Based on the values of root mean square error, mean absolute error, and probability coverage, the estimates obtained from the proposed model outperform the classical estimates. According to the result, 40.92% of the children were born with low birth weight. The study also found that low birth weight is unevenly distributed across different regions of the country with the highest amounts of variation observed in the Afar, Somali and Southern Nations, Nationalities, and Peoples regions as represented by the latent trait parameter of the model. In contrast, the lowest low birth weight variation was recorded in the Addis Ababa, Dire Dawa, and Amhara regions. Furthermore, there were significant associations between birth weight and several factors, including the age of the mother, number of antenatal care visits, order of birth and the body mass index as indicated by the average posterior beta values of (β1= -0.269, CI=-0.320, -0.220), (β2= -0.235, CI=-0.268, -0.202), (β3= -0.120, CI=-0.162, -0.074) and (β5= -0.257, CI=-0.291, -0.225).

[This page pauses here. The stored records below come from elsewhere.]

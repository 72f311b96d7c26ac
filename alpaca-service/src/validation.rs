//! Validation Traits
//!
//! Input checks shared by the services.

use crate::error::{ServiceError, ServiceResult};

/// Trait for validating non-empty strings.
pub trait ValidateNonEmpty {
    /// Fails with a `ValidationFailed` naming `field_name` when the value is
    /// empty or whitespace-only.
    fn validate_non_empty(&self, field_name: &str) -> ServiceResult<()>;
}

impl ValidateNonEmpty for str {
    fn validate_non_empty(&self, field_name: &str) -> ServiceResult<()> {
        if self.trim().is_empty() {
            return Err(ServiceError::missing_field(field_name));
        }
        Ok(())
    }
}

impl ValidateNonEmpty for String {
    fn validate_non_empty(&self, field_name: &str) -> ServiceResult<()> {
        self.as_str().validate_non_empty(field_name)
    }
}

/// An absent optional field is fine; a present one must be non-empty.
impl<T: ValidateNonEmpty> ValidateNonEmpty for Option<T> {
    fn validate_non_empty(&self, field_name: &str) -> ServiceResult<()> {
        match self {
            Some(value) => value.validate_non_empty(field_name),
            None => Ok(()),
        }
    }
}

/// Trait for validating page sizes.
pub trait ValidatePage {
    /// Fails unless `1 <= self <= max`.
    fn validate_page_size(&self, field_name: &str, max: u64) -> ServiceResult<()>;
}

impl ValidatePage for u64 {
    fn validate_page_size(&self, field_name: &str, max: u64) -> ServiceResult<()> {
        if *self == 0 || *self > max {
            return Err(ServiceError::validation_failed(format!(
                "Field '{}' must be between 1 and {}",
                field_name, max
            )));
        }
        Ok(())
    }
}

The study showed that the low birth weight estimates obtained from the latent trait model outperform the classical estimates. The study also revealed that the prevalence of low birth weight varies between different regions of the country, indicating the need for targeted interventions in areas with a higher prevalence. To effectively reduce the prevalence of low birth weight and improve maternal and child health outcomes, it is important to concentrate efforts on regions with a higher burden of low birth weight. This will help implement interventions that are tailored to the unique challenges and needs of each area. Health institutions should take measures to reduce low birth weight, with a special focus on the factors identified in this study.
低出生体重是与新生儿和婴儿死亡率高相关的重要风险因素,尤其是在发展中国家。然而,在埃塞俄比亚进行的大多数关于这个主题的研究样本量较小,通常集中在特定的地区,并使用最大似然估计的标准模型,这可能导致潜在的偏差和不准确的覆盖概率。
本研究使用了一种新的方法,即在潜在特征模型中使用贝叶斯等级似然法,来估计参数并提供埃塞俄比亚全国范围内低出生体重及其危险因素的估计值。该研究使用了 2016 年埃塞俄比亚人口与健康调查(EDHS)的数据作为数据源。数据将所有地区分为城市和农村地区。在 15680 个有代表性的选定家庭中,分析包括来自 10641 名(0-59 个月)儿童的完整案例。模型性能的评估考虑了均方根误差、平均绝对误差和对应估计值的 95%置信区间的概率覆盖等指标。
根据均方根误差、平均绝对误差和概率覆盖的数值,与经典估计相比,提出的模型得到的估计值表现更好。根据研究结果,40.92%的儿童出生体重较低。该研究还发现,低出生体重在全国不同地区的分布不均,模型中潜在特征参数所代表的国家,奥罗米亚、索马里和南方各族州、民族和人民地区的变异量最大。相比之下,在亚的斯亚贝巴、德雷达瓦和阿姆哈拉地区,低出生体重的变异量最低。此外,出生体重与母亲年龄、产前护理就诊次数、分娩顺序和体重指数等因素之间存在显著关联,这一点由(β1=-0.269,CI=-0.320,-0.220)、(β2=-0.235,CI=-0.268,-0.202)、(β3=-0.120,CI=-0.162,-0.074)和(β5=-0.257,CI=-0.291,-0.225)的平均后验β 值表示。
研究表明,潜在特征模型得到的低出生体重估计值优于经典估计值。该研究还表明,低出生体重的流行率在全国不同地区有所不同,这表明需要在流行率较高的地区采取有针对性的干预措施。为了有效降低低出生体重的流行率,改善母婴健康结果,重要的是要集中精力在低出生体重负担较重的地区。这将有助于实施针对每个地区独特挑战和需求的干预措施。卫生机构应采取措施降低低出生体重,特别关注本研究确定的因素。